A minke whale killed for “research” purposes. Photo: Kyodo/AP

A fleet of Japanese ships returned home Friday after spending four months slaughtering 333 whales in the Antarctic, a much-criticized practice the government says is conducted for research purposes.

Opponents of Japan’s whaling say the research explanation is nonsense and is used to take advantage of a loophole in the 1986 international ban on commercial whaling. While Japan’s Fisheries Agency claims that its research is focused on the reproductive and nutritional cycles of the whales, others say those things can be studied in nonlethal ways.

“Each year that Japan persists with its discredited scientific whaling is another year where these wonderful animals are needlessly sacrificed,” Kitty Block, vice-president of Humane Society International, said in a statement. “It is an obscene cruelty in the name of science that must end.”

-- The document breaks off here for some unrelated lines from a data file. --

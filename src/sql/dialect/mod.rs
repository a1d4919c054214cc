//! Per-database spelling of report queries.
//!
//! Report queries only differ between databases in identifier quoting,
//! boolean literals and how an offset without a limit is written.
//! [`Dialect`] picks one of the [`SqlDialect`] implementations.
//!
//! ```
//! use reportkit::sql::dialect::{Dialect, SqlDialect};
//!
//! assert_eq!(Dialect::MySql.quote_identifier("people"), "`people`");
//! ```

pub mod helpers;
mod mysql;
mod postgres;
mod sqlite;

pub use mysql::MySql;
pub use postgres::Postgres;
pub use sqlite::Sqlite;

use serde::{Deserialize, Serialize};

use super::token::{Token, TokenStream};

/// How a dialect spells the parts of a report query that differ between
/// databases. Defaults follow ANSI.
pub trait SqlDialect: std::fmt::Debug {
    fn name(&self) -> &'static str;

    fn quote_identifier(&self, ident: &str) -> String;

    fn quote_string(&self, s: &str) -> String {
        format!("'{}'", s.replace('\'', "''"))
    }

    fn format_bool(&self, b: bool) -> &'static str;

    /// `LIMIT n OFFSET m`, either part optional.
    fn emit_limit_offset(&self, limit: Option<u64>, offset: Option<u64>) -> TokenStream {
        let clauses = [(Token::Limit, limit), (Token::Offset, offset)];
        let mut ts = TokenStream::new();
        for (keyword, n) in clauses.into_iter().filter_map(|(k, n)| Some((k, n?))) {
            if !ts.is_empty() {
                ts.space();
            }
            ts.push(keyword).space().push(Token::LitInt(n as i64));
        }
        ts
    }
}

/// Dialects a report can be rendered for.
#[derive(Debug, Clone, Copy, PartialEq, Eq, Hash, Default, Serialize, Deserialize)]
#[serde(rename_all = "lowercase")]
pub enum Dialect {
    #[default]
    Sqlite,
    Postgres,
    MySql,
}

impl Dialect {
    pub fn dialect(&self) -> &'static dyn SqlDialect {
        match self {
            Dialect::Sqlite => &Sqlite,
            Dialect::Postgres => &Postgres,
            Dialect::MySql => &MySql,
        }
    }
}

impl SqlDialect for Dialect {
    fn name(&self) -> &'static str {
        self.dialect().name()
    }

    fn quote_identifier(&self, ident: &str) -> String {
        self.dialect().quote_identifier(ident)
    }

    fn quote_string(&self, s: &str) -> String {
        self.dialect().quote_string(s)
    }

    fn format_bool(&self, b: bool) -> &'static str {
        self.dialect().format_bool(b)
    }

    fn emit_limit_offset(&self, limit: Option<u64>, offset: Option<u64>) -> TokenStream {
        self.dialect().emit_limit_offset(limit, offset)
    }
}

impl std::fmt::Display for Dialect {
    fn fmt(&self, f: &mut std::fmt::Formatter<'_>) -> std::fmt::Result {
        f.write_str(self.name())
    }
}

impl std::str::FromStr for Dialect {
    type Err = String;

    fn from_str(s: &str) -> Result<Self, Self::Err> {
        let dialect = match s.to_ascii_lowercase().as_str() {
            "sqlite" | "sqlite3" => Dialect::Sqlite,
            "postgres" | "postgresql" | "pg" => Dialect::Postgres,
            "mysql" | "mariadb" => Dialect::MySql,
            other => return Err(format!("unknown dialect '{other}'")),
        };
        Ok(dialect)
    }
}
//! Query execution.
//!
//! The planner only builds [`Query`] values; running them is the job of a
//! [`QueryExecutor`]. [`SqliteExecutor`] is the reference backend and
//! [`QueryLog`] wraps any executor to record the SQL it was asked to run.
//!
//! # Example
//!
//! ```ignore
//! use reportkit::executor::{QueryExecutor, SqliteExecutor};
//! use reportkit::sql::{col, Query, TableRef};
//!
//! let exec = SqliteExecutor::open_in_memory()?;
//! exec.execute_batch("CREATE TABLE people (id INTEGER PRIMARY KEY, first_name TEXT)")?;
//! let rows = exec.select_rows(&Query::new().select(vec![col("id")]).from(TableRef::new("people")))?;
//! ```

mod log;
mod sqlite;

pub use log::QueryLog;
pub use sqlite::SqliteExecutor;

use thiserror::Error;

use crate::config::ConnectionError;
use crate::model::Value;
use crate::sql::{Dialect, Query};

/// One result row, cells in SELECT order.
pub type Row = Vec<Value>;

/// Result type for execution.
pub type ExecResult<T> = Result<T, ExecError>;

/// Errors raised by an executor. The planner propagates them unchanged.
#[derive(Debug, Error)]
pub enum ExecError {
    #[error("SQLite error: {0}")]
    Sqlite(#[from] rusqlite::Error),

    #[error("COUNT query returned no integer: {0}")]
    InvalidCount(String),

    #[error("unsupported by this executor: {0}")]
    Unsupported(String),

    #[error(transparent)]
    Connection(#[from] ConnectionError),
}

/// An index as reported by the backend.
#[derive(Debug, Clone, PartialEq, Eq)]
pub struct IndexInfo {
    pub name: String,
    /// Indexed columns, in index order.
    pub columns: Vec<String>,
    pub unique: bool,
}

/// Runs planner queries against a database.
///
/// Implementations render the query in their own [`dialect`](Self::dialect)
/// and return raw cells; casting happens in the report layer.
pub trait QueryExecutor {
    /// Dialect queries are rendered in.
    fn dialect(&self) -> Dialect;

    /// Execute a SELECT and return every row.
    fn select_rows(&self, query: &Query) -> ExecResult<Vec<Row>>;

    /// Execute a single-cell COUNT query.
    fn count(&self, query: &Query) -> ExecResult<u64> {
        let rows = self.select_rows(query)?;
        match rows.first().and_then(|row| row.first()) {
            Some(Value::Int(n)) if *n >= 0 => Ok(*n as u64),
            Some(other) => Err(ExecError::InvalidCount(other.to_string())),
            None => Err(ExecError::InvalidCount("no rows".into())),
        }
    }

    /// Indexes of a table, unique or not.
    fn indexes(&self, table: &str) -> ExecResult<Vec<IndexInfo>>;
}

If the research excuse is bunk, why then do the Japanese keep hunting whales despite the international ban against it? In part, to eat the meat. But that’s a small part. Whale meat hasn’t been popular in Japan since after WWII, and it’s now more of a novelty than a staple. The bigger part, agronomy professor Kazuhiko Kobayashi told Wired late last year, is that deeming whale hunting illegal and immoral while allowing factory farming and the continued killing of other animals is seen as an unfair attack on traditional Japanese values. So they continue killing whales just to be defiant, as frozen whale-meat stockpiles grow.